Using a Statistically Calibrated Biphasic Finite Element Model of the Human Knee Joint to Identify Robust Designs for a Meniscal Substitute

[+] Author and Article Information
Erin R. Leatherman

Department of Statistics,
West Virginia University,
Morgantown, WV 26506
e-mail: erleatherman@mail.wvu.edu

Hongqiang Guo

Department of Biomechanics,
Hospital for Special Surgery,
New York, NY 10021
e-mail: GuoH@hss.edu

Susannah L. Gilbert

Department of Biomechanics,
Hospital for Special Surgery,
New York, NY 10021
e-mail: GilbertS@hss.edu

Ian D. Hutchinson

Department of Biomechanics,
Hospital for Special Surgery,
New York, NY 10021
e-mail: ihutchin@wakehealth.edu

Suzanne A. Maher

Department of Biomechanics,
Hospital for Special Surgery,
New York, NY 10021
e-mail: MaherS@hss.edu

Thomas J. Santner

Department of Statistics,
The Ohio State University,
Columbus, OH 43210
e-mail: tjs@stat.osu.edu

1Corresponding author.

Manuscript received October 11, 2013; final manuscript received March 31, 2014; accepted manuscript posted April 28, 2014; published online May 15, 2014. Assoc. Editor: Tammy L. Haut Donahue.

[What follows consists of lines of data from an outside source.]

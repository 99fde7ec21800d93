//! File-based span exporter writing OTLP JSON.
//!
//! Each exported batch becomes one line holding a complete OTLP `resourceSpans`
//! document, so the file can be replayed into any OTLP-compatible collector.

use super::rotation::RotatingFile;
use futures_util::future::BoxFuture;
use opentelemetry::trace::{SpanId, SpanKind, Status, TraceError};
use opentelemetry::{KeyValue, Value};
use opentelemetry_sdk::export::trace::{ExportResult, SpanData, SpanExporter};
use opentelemetry_sdk::resource::Resource;
use opentelemetry_sdk::trace::TracerProvider;
use serde_json::{json, Value as JsonValue};
use std::path::PathBuf;
use std::time::{SystemTime, UNIX_EPOCH};

/// Instrumentation scope recorded on every batch.
pub const SCOPE_NAME: &str = "RecipeBox";

/// Span exporter appending OTLP JSON lines to a rotating file.
pub struct OtlpFileExporter {
    file: RotatingFile,
    resource: Resource,
    stopped: bool,
}

impl OtlpFileExporter {
    #[must_use]
    pub const fn new(file: RotatingFile, resource: Resource) -> Self {
        Self {
            file,
            resource,
            stopped: false,
        }
    }
}

impl SpanExporter for OtlpFileExporter {
    fn export(&mut self, batch: Vec<SpanData>) -> BoxFuture<'static, ExportResult> {
        let result = if self.stopped {
            Err(TraceError::from("exporter is shut down"))
        } else {
            let line = encode_batch(&self.resource, &batch).to_string();
            self.file
                .append_line(&line)
                .map_err(|e| TraceError::from(e.to_string()))
        };
        Box::pin(std::future::ready(result))
    }

    fn shutdown(&mut self) {
        self.stopped = true;
    }

    fn set_resource(&mut self, resource: &Resource) {
        self.resource = resource.clone();
    }
}

impl std::fmt::Debug for OtlpFileExporter {
    fn fmt(&self, f: &mut std::fmt::Formatter<'_>) -> std::fmt::Result {
        f.debug_struct("OtlpFileExporter")
            .field("file", &self.file)
            .field("stopped", &self.stopped)
            .finish_non_exhaustive()
    }
}

/// Builds a tracer provider that exports every finished span to `path`.
#[must_use]
pub fn file_tracer_provider(path: PathBuf, resource: Resource) -> TracerProvider {
    let exporter = OtlpFileExporter::new(RotatingFile::new(path), resource.clone());

    TracerProvider::builder()
        .with_config(opentelemetry_sdk::trace::Config::default().with_resource(resource))
        .with_simple_exporter(exporter)
        .build()
}

/// Encodes a batch as one OTLP `resourceSpans` document.
fn encode_batch(resource: &Resource, batch: &[SpanData]) -> JsonValue {
    let resource_attributes: Vec<JsonValue> = resource
        .iter()
        .map(|(key, value)| json!({ "key": key.as_str(), "value": any_value(value) }))
        .collect();

    json!({
        "resourceSpans": [{
            "resource": { "attributes": resource_attributes },
            "scopeSpans": [{
                "scope": { "name": SCOPE_NAME },
                "spans": batch.iter().map(encode_span).collect::<Vec<_>>(),
            }],
        }],
    })
}

fn encode_span(span: &SpanData) -> JsonValue {
    let parent = if span.parent_span_id == SpanId::INVALID {
        String::new()
    } else {
        format!("{:016x}", span.parent_span_id)
    };
    let (status_code, status_message) = match &span.status {
        Status::Unset => (0, String::new()),
        Status::Ok => (1, String::new()),
        Status::Error { description } => (2, description.to_string()),
    };

    json!({
        "traceId": format!("{:032x}", span.span_context.trace_id()),
        "spanId": format!("{:016x}", span.span_context.span_id()),
        "parentSpanId": parent,
        "name": span.name,
        "kind": kind_code(&span.span_kind),
        "startTimeUnixNano": nanos(span.start_time),
        "endTimeUnixNano": nanos(span.end_time),
        "attributes": attributes(&span.attributes),
        "events": span.events.iter().map(|event| json!({
            "timeUnixNano": nanos(event.timestamp),
            "name": event.name,
            "attributes": attributes(&event.attributes),
        })).collect::<Vec<_>>(),
        "links": span.links.iter().map(|link| json!({
            "traceId": format!("{:032x}", link.span_context.trace_id()),
            "spanId": format!("{:016x}", link.span_context.span_id()),
            "attributes": attributes(&link.attributes),
        })).collect::<Vec<_>>(),
        "status": { "code": status_code, "message": status_message },
    })
}

const fn kind_code(kind: &SpanKind) -> u8 {
    match kind {
        SpanKind::Internal => 1,
        SpanKind::Server => 2,
        SpanKind::Client => 3,
        SpanKind::Producer => 4,
        SpanKind::Consumer => 5,
    }
}

fn attributes(pairs: &[KeyValue]) -> Vec<JsonValue> {
    pairs
        .iter()
        .map(|kv| json!({ "key": kv.key.as_str(), "value": any_value(&kv.value) }))
        .collect()
}

/// OTLP `AnyValue` for an attribute. Arrays are flattened to their debug string.
fn any_value(value: &Value) -> JsonValue {
    match value {
        Value::Bool(b) => json!({ "boolValue": b }),
        Value::I64(i) => json!({ "intValue": i.to_string() }),
        Value::F64(f) => json!({ "doubleValue": f }),
        Value::String(s) => json!({ "stringValue": s.as_str() }),
        Value::Array(_) => json!({ "stringValue": format!("{value:?}") }),
    }
}

/// Nanoseconds since the Unix epoch as a decimal string; zero before the epoch.
fn nanos(time: SystemTime) -> String {
    time.duration_since(UNIX_EPOCH)
        .map(|elapsed| elapsed.as_nanos())
        .unwrap_or(0)
        .to_string()
}

#[cfg(test)]
mod tests {
    use super::*;
    use pretty_assertions::assert_eq;
    use std::time::Duration;

    #[test]
    fn attribute_values_follow_otlp_shapes() {
        assert_eq!(any_value(&Value::I64(42)), json!({ "intValue": "42" }));
        assert_eq!(any_value(&Value::Bool(true)), json!({ "boolValue": true }));
        assert_eq!(
            any_value(&Value::from("popular")),
            json!({ "stringValue": "popular" })
        );
    }

    #[test]
    fn timestamps_are_epoch_nanos() {
        assert_eq!(nanos(UNIX_EPOCH + Duration::from_millis(3)), "3000000");
        assert_eq!(nanos(UNIX_EPOCH - Duration::from_secs(1)), "0");
    }

    #[test]
    fn empty_batch_keeps_resource_and_scope() {
        let resource = Resource::new(vec![KeyValue::new("service.name", "RecipeBox")]);
        let doc = encode_batch(&resource, &[]);

        let scope = &doc["resourceSpans"][0]["scopeSpans"][0];
        assert_eq!(scope["scope"]["name"], json!(SCOPE_NAME));
        assert_eq!(scope["spans"], json!([]));
        assert_eq!(
            doc["resourceSpans"][0]["resource"]["attributes"][0]["key"],
            json!("service.name")
        );
    }
}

J Biomech Eng 136(7), 071007 (May 15, 2014) (8 pages) Paper No: BIO-13-1483; doi: 10.1115/1.4027510 History: Received October 11, 2013; Revised March 31, 2014; Accepted April 28, 2014

This paper describes a methodology for selecting a set of biomechanical engineering design variables to optimize the performance of an engineered meniscal substitute when implanted in a population of subjects whose characteristics can be specified stochastically. For the meniscal design problem where engineering variables include aspects of meniscal geometry and meniscal material properties, this method shows that meniscal designs having simultaneously large radial modulus and large circumferential modulus provide both low mean peak contact stress and small variability in peak contact stress when used in the specified subject population. The method also shows that the mean peak contact stress is relatively insensitive to meniscal permeability, so the permeability used in the manufacture of a meniscal substitute can be selected on the basis of manufacturing ease or cost. This is a multiple objective problem with the mean peak contact stress over the population of subjects and its variability both desired to be small. The problem is solved by using a predictor of the mean peak contact stress across the tibial plateau that was developed from experimentally measured peak contact stresses from two modalities. The first experimental modality provided computed peak contact stresses using a finite element computational simulator of the dynamic tibial contact stress during axial dynamic loading. A small number of meniscal designs with specified subject environmental inputs were selected to make computational runs and to provide training data for the predictor developed below. The second experimental modality consisted of measured peak contact stress from a set of cadaver knees. The cadaver measurements were used to bias-correct and calibrate the simulator output. Because the finite element simulator is expensive to evaluate, a rapidly computable (calibrated) Kriging predictor was used to explore extensively the contact stresses for a wide range of meniscal engineering inputs and subject variables. The predicted values were used to determine the Pareto optimal set of engineering inputs to minimize peak contact stresses in the targeted population of subjects.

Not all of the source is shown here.